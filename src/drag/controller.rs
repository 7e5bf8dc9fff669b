use egui::{CursorIcon, Pos2, Vec2};

use super::Transformable;

/// Drag progress of one element
#[derive(Debug, Clone, Copy, PartialEq, Default)]
pub enum DragState {
    #[default]
    Idle,
    Dragging {
        /// Pointer position when the drag began
        start: Pos2,
        /// Element translation when the drag began
        initial_offset: Vec2,
    },
}

/// Per-element drag state machine.
///
/// Moves are applied relative to the element's offset at drag start, so each
/// drag continues from wherever the previous one left the element.
#[derive(Debug, Clone, Default)]
pub struct DragController {
    state: DragState,
}

impl DragController {
    pub fn new() -> Self {
        Self::default()
    }

    pub fn state(&self) -> DragState {
        self.state
    }

    pub fn is_dragging(&self) -> bool {
        matches!(self.state, DragState::Dragging { .. })
    }

    pub fn on_drag_start(&mut self, pointer: Pos2, target: &mut dyn Transformable) {
        self.state = DragState::Dragging {
            start: pointer,
            initial_offset: target.translation(),
        };
        target.set_cursor(CursorIcon::Grabbing);
    }

    /// Moves the target if this controller is dragging.
    ///
    /// Returns true when the move was consumed, i.e. the page should not
    /// react to it otherwise.
    pub fn on_drag_move(&mut self, pointer: Pos2, target: &mut dyn Transformable) -> bool {
        let DragState::Dragging {
            start,
            initial_offset,
        } = self.state
        else {
            return false;
        };

        target.set_translation(initial_offset + (pointer - start));
        true
    }

    pub fn on_drag_end(&mut self, target: &mut dyn Transformable) {
        self.state = DragState::Idle;
        target.set_cursor(CursorIcon::Grab);
    }
}

#[cfg(test)]
mod tests {
    use super::*;
    use crate::drag::Sticker;
    use egui::{Rect, pos2, vec2};

    fn sticker() -> Sticker {
        Sticker::new("test", Rect::from_min_size(pos2(80.0, 80.0), vec2(50.0, 50.0)))
    }

    #[test]
    fn test_move_while_idle_is_ignored() {
        let mut sticker = sticker();
        let mut controller = DragController::new();
        assert!(!controller.on_drag_move(pos2(10.0, 10.0), &mut sticker));
        assert_eq!(sticker.translation(), Vec2::ZERO);
    }

    #[test]
    fn test_drag_applies_delta() {
        let mut sticker = sticker();
        let mut controller = DragController::new();

        controller.on_drag_start(pos2(100.0, 100.0), &mut sticker);
        assert_eq!(sticker.cursor(), CursorIcon::Grabbing);
        assert!(controller.on_drag_move(pos2(130.0, 110.0), &mut sticker));
        assert!(controller.on_drag_move(pos2(150.0, 120.0), &mut sticker));
        controller.on_drag_end(&mut sticker);

        assert_eq!(sticker.translation(), vec2(50.0, 20.0));
        assert_eq!(sticker.cursor(), CursorIcon::Grab);
        assert_eq!(controller.state(), DragState::Idle);
    }

    #[test]
    fn test_second_drag_reanchors() {
        let mut sticker = sticker();
        let mut controller = DragController::new();

        controller.on_drag_start(pos2(100.0, 100.0), &mut sticker);
        controller.on_drag_move(pos2(150.0, 120.0), &mut sticker);
        controller.on_drag_end(&mut sticker);

        controller.on_drag_start(pos2(150.0, 120.0), &mut sticker);
        controller.on_drag_move(pos2(140.0, 100.0), &mut sticker);
        controller.on_drag_end(&mut sticker);

        assert_eq!(sticker.translation(), vec2(40.0, 0.0));
    }

    #[test]
    fn test_offset_frozen_after_end() {
        let mut sticker = sticker();
        let mut controller = DragController::new();

        controller.on_drag_start(pos2(0.0, 0.0), &mut sticker);
        controller.on_drag_move(pos2(10.0, 10.0), &mut sticker);
        controller.on_drag_end(&mut sticker);
        assert!(!controller.on_drag_move(pos2(500.0, 500.0), &mut sticker));
        assert_eq!(sticker.translation(), vec2(10.0, 10.0));
    }
}
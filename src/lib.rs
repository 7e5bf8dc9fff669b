#![warn(clippy::all, rust_2018_idioms)]

pub mod app;
pub mod config;
pub mod drag;
pub mod effects;
pub mod error;
pub mod frame_loop;
pub mod ink;
pub mod input;
pub mod overlay;
pub mod panels;
pub mod renderer;
pub mod resize;
pub mod surface;
pub mod trail;

pub use app::OverlayApp;
pub use config::OverlayConfig;
pub use drag::{DragBoard, DragController, Sticker};
pub use error::{OverlayError, OverlayResult};
pub use frame_loop::{CancelHandle, FrameLoop};
pub use ink::InkCanvas;
pub use input::{InputEvent, InputHandler, PointerSource};
pub use overlay::Overlay;
pub use renderer::Renderer;
pub use resize::ResizeCoordinator;
pub use surface::{RasterSurface, ShapeSurface, Surface};
pub use trail::{Particle, ParticleTrail};
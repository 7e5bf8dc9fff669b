//! Free-floating stickers that can be dragged with mouse or touch.
//!
//! Each sticker has its own [`DragController`]. The [`DragBoard`] broadcasts
//! move and release events to every controller, and each one decides for
//! itself whether the event concerns it.

use egui::emath::Rot2;
use egui::{CursorIcon, Pos2, Rect, Vec2};

mod board;
mod controller;
mod sticker;

pub use board::DragBoard;
pub use controller::{DragController, DragState};
pub use sticker::Sticker;

/// Visual transform of a sticker relative to where it was placed
#[derive(Debug, Clone, Copy, PartialEq)]
pub struct Transform {
    /// Offset from the original position
    pub translation: Vec2,
    /// Scale factor around the sticker center (1.0 = original size)
    pub scale: f32,
    /// Clockwise rotation around the sticker center, in radians
    pub rotation: f32,
}

impl Default for Transform {
    fn default() -> Self {
        Self {
            translation: Vec2::ZERO,
            scale: 1.0,
            rotation: 0.0,
        }
    }
}

impl Transform {
    pub fn identity() -> Self {
        Self::default()
    }

    /// Where `rect` ends up before rotation: scaled around its center, then translated
    pub fn apply_to_rect(&self, rect: Rect) -> Rect {
        Rect::from_center_size(rect.center() + self.translation, rect.size() * self.scale)
    }

    /// Corners of the fully transformed `rect`, clockwise from the top left
    pub fn corners(&self, rect: Rect) -> [Pos2; 4] {
        let placed = self.apply_to_rect(rect);
        let center = placed.center();
        let rot = Rot2::from_angle(self.rotation);
        [
            placed.left_top(),
            placed.right_top(),
            placed.right_bottom(),
            placed.left_bottom(),
        ]
        .map(|corner| center + rot * (corner - center))
    }

    /// Hit test against the fully transformed `rect`
    pub fn contains(&self, rect: Rect, pos: Pos2) -> bool {
        let placed = self.apply_to_rect(rect);
        let center = placed.center();
        let local = Rot2::from_angle(-self.rotation) * (pos - center);
        placed.contains(center + local)
    }
}

/// Anything whose on-screen offset can be driven by a drag
pub trait Transformable {
    /// The last committed translation, regardless of scale or other components
    fn translation(&self) -> Vec2;

    fn set_translation(&mut self, translation: Vec2);

    /// Cursor hint shown while the pointer is over the element
    fn set_cursor(&mut self, cursor: CursorIcon);
}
+ + + + + + +
Task goal ▸
Every single line in the records above must be written out exactly.

Solution to the exercise ▸
filename src/drag/controller.rs
repository 7e5bf8dc9fff669b
use egui::{CursorIcon, Pos2, Vec2};

use super::Transformable;

/// Drag progress of one element
#[derive(Debug, Clone, Copy, PartialEq, Default)]
pub enum DragState {
    #[default]
    Idle,
    Dragging {
        /// Pointer position when the drag began
        start: Pos2,
        /// Element translation when the drag began
        initial_offset: Vec2,
    },
}

/// Per-element drag state machine.
///
/// Moves are applied relative to the element's offset at drag start, so each
/// drag continues from wherever the previous one left the element.
#[derive(Debug, Clone, Default)]
pub struct DragController {
    state: DragState,
}

impl DragController {
    pub fn new() -> Self {
        Self::default()
    }

    pub fn state(&self) -> DragState {
        self.state
    }

    pub fn is_dragging(&self) -> bool {
        matches!(self.state, DragState::Dragging { .. })
    }

    pub fn on_drag_start(&mut self, pointer: Pos2, target: &mut dyn Transformable) {
        self.state = DragState::Dragging {
            start: pointer,
            initial_offset: target.translation(),
        };
        target.set_cursor(CursorIcon::Grabbing);
    }

    /// Moves the target if this controller is dragging.
    ///
    /// Returns true when the move was consumed, i.e. the page should not
    /// react to it otherwise.
    pub fn on_drag_move(&mut self, pointer: Pos2, target: &mut dyn Transformable) -> bool {
        let DragState::Dragging {
            start,
            initial_offset,
        } = self.state
        else {
            return false;
        };

        target.set_translation(initial_offset + (pointer - start));
        true
    }

    pub fn on_drag_end(&mut self, target: &mut dyn Transformable) {
        self.state = DragState::Idle;
        target.set_cursor(CursorIcon::Grab);
    }
}

#[cfg(test)]
mod tests {
    use super::*;
    use crate::drag::Sticker;
    use egui::{Rect, pos2, vec2};

    fn sticker() -> Sticker {
        Sticker::new("test", Rect::from_min_size(pos2(80.0, 80.0), vec2(50.0, 50.0)))
    }

    #[test]
    fn test_move_while_idle_is_ignored() {
        let mut sticker = sticker();
        let mut controller = DragController::new();
        assert!(!controller.on_drag_move(pos2(10.0, 10.0), &mut sticker));
        assert_eq!(sticker.translation(), Vec2::ZERO);
    }

    #[test]
    fn test_drag_applies_delta() {
        let mut sticker = sticker();
        let mut controller = DragController::new();

        controller.on_drag_start(pos2(100.0, 100.0), &mut sticker);
        assert_eq!(sticker.cursor(), CursorIcon::Grabbing);
        assert!(controller.on_drag_move(pos2(130.0, 110.0), &mut sticker));
        assert!(controller.on_drag_move(pos2(150.0, 120.0), &mut sticker));
        controller.on_drag_end(&mut sticker);

        assert_eq!(sticker.translation(), vec2(50.0, 20.0));
        assert_eq!(sticker.cursor(), CursorIcon::Grab);
        assert_eq!(controller.state(), DragState::Idle);
    }

    #[test]
    fn test_second_drag_reanchors() {
        let mut sticker = sticker();
        let mut controller = DragController::new();

        controller.on_drag_start(pos2(100.0, 100.0), &mut sticker);
        controller.on_drag_move(pos2(150.0, 120.0), &mut sticker);
        controller.on_drag_end(&mut sticker);

        controller.on_drag_start(pos2(150.0, 120.0), &mut sticker);
        controller.on_drag_move(pos2(140.0, 100.0), &mut sticker);
        controller.on_drag_end(&mut sticker);

        assert_eq!(sticker.translation(), vec2(40.0, 0.0));
    }

    #[test]
    fn test_offset_frozen_after_end() {
        let mut sticker = sticker();
        let mut controller = DragController::new();

        controller.on_drag_start(pos2(0.0, 0.0), &mut sticker);
        controller.on_drag_move(pos2(10.0, 10.0), &mut sticker);
        controller.on_drag_end(&mut sticker);
        assert!(!controller.on_drag_move(pos2(500.0, 500.0), &mut sticker));
        assert_eq!(sticker.translation(), vec2(10.0, 10.0));
    }
}
filename src/lib.rs
repository 7e5bf8dc9fff669b
#![warn(clippy::all, rust_2018_idioms)]

pub mod app;
pub mod config;
pub mod drag;
pub mod effects;
pub mod error;
pub mod frame_loop;
pub mod ink;
pub mod input;
pub mod overlay;
pub mod panels;
pub mod renderer;
pub mod resize;
pub mod surface;
pub mod trail;

pub use app::OverlayApp;
pub use config::OverlayConfig;
pub use drag::{DragBoard, DragController, Sticker};
pub use error::{OverlayError, OverlayResult};
pub use frame_loop::{CancelHandle, FrameLoop};
pub use ink::InkCanvas;
pub use input::{InputEvent, InputHandler, PointerSource};
pub use overlay::Overlay;
pub use renderer::Renderer;
pub use resize::ResizeCoordinator;
pub use surface::{RasterSurface, ShapeSurface, Surface};
pub use trail::{Particle, ParticleTrail};
repository 7e5bf8dc9fff669b
//! Free-floating stickers that can be dragged with mouse or touch.
//!
//! Each sticker has its own [`DragController`]. The [`DragBoard`] broadcasts
//! move and release events to every controller, and each one decides for
//! itself whether the event concerns it.

use egui::emath::Rot2;
use egui::{CursorIcon, Pos2, Rect, Vec2};

mod board;
mod controller;
mod sticker;

pub use board::DragBoard;
pub use controller::{DragController, DragState};
pub use sticker::Sticker;

/// Visual transform of a sticker relative to where it was placed
#[derive(Debug, Clone, Copy, PartialEq)]
pub struct Transform {
    /// Offset from the original position
    pub translation: Vec2,
    /// Scale factor around the sticker center (1.0 = original size)
    pub scale: f32,
    /// Clockwise rotation around the sticker center, in radians
    pub rotation: f32,
}

impl Default for Transform {
    fn default() -> Self {
        Self {
            translation: Vec2::ZERO,
            scale: 1.0,
            rotation: 0.0,
        }
    }
}

impl Transform {
    pub fn identity() -> Self {
        Self::default()
    }

    /// Where `rect` ends up before rotation: scaled around its center, then translated
    pub fn apply_to_rect(&self, rect: Rect) -> Rect {
        Rect::from_center_size(rect.center() + self.translation, rect.size() * self.scale)
    }

    /// Corners of the fully transformed `rect`, clockwise from the top left
    pub fn corners(&self, rect: Rect) -> [Pos2; 4] {
        let placed = self.apply_to_rect(rect);
        let center = placed.center();
        let rot = Rot2::from_angle(self.rotation);
        [
            placed.left_top(),
            placed.right_top(),
            placed.right_bottom(),
            placed.left_bottom(),
        ]
        .map(|corner| center + rot * (corner - center))
    }

    /// Hit test against the fully transformed `rect`
    pub fn contains(&self, rect: Rect, pos: Pos2) -> bool {
        let placed = self.apply_to_rect(rect);
        let center = placed.center();
        let local = Rot2::from_angle(-self.rotation) * (pos - center);
        placed.contains(center + local)
    }
}

/// Anything whose on-screen offset can be driven by a drag
pub trait Transformable {
    /// The last committed translation, regardless of scale or other components
    fn translation(&self) -> Vec2;

    fn set_translation(&mut self, translation: Vec2);

    /// Cursor hint shown while the pointer is over the element
    fn set_cursor(&mut self, cursor: CursorIcon);
}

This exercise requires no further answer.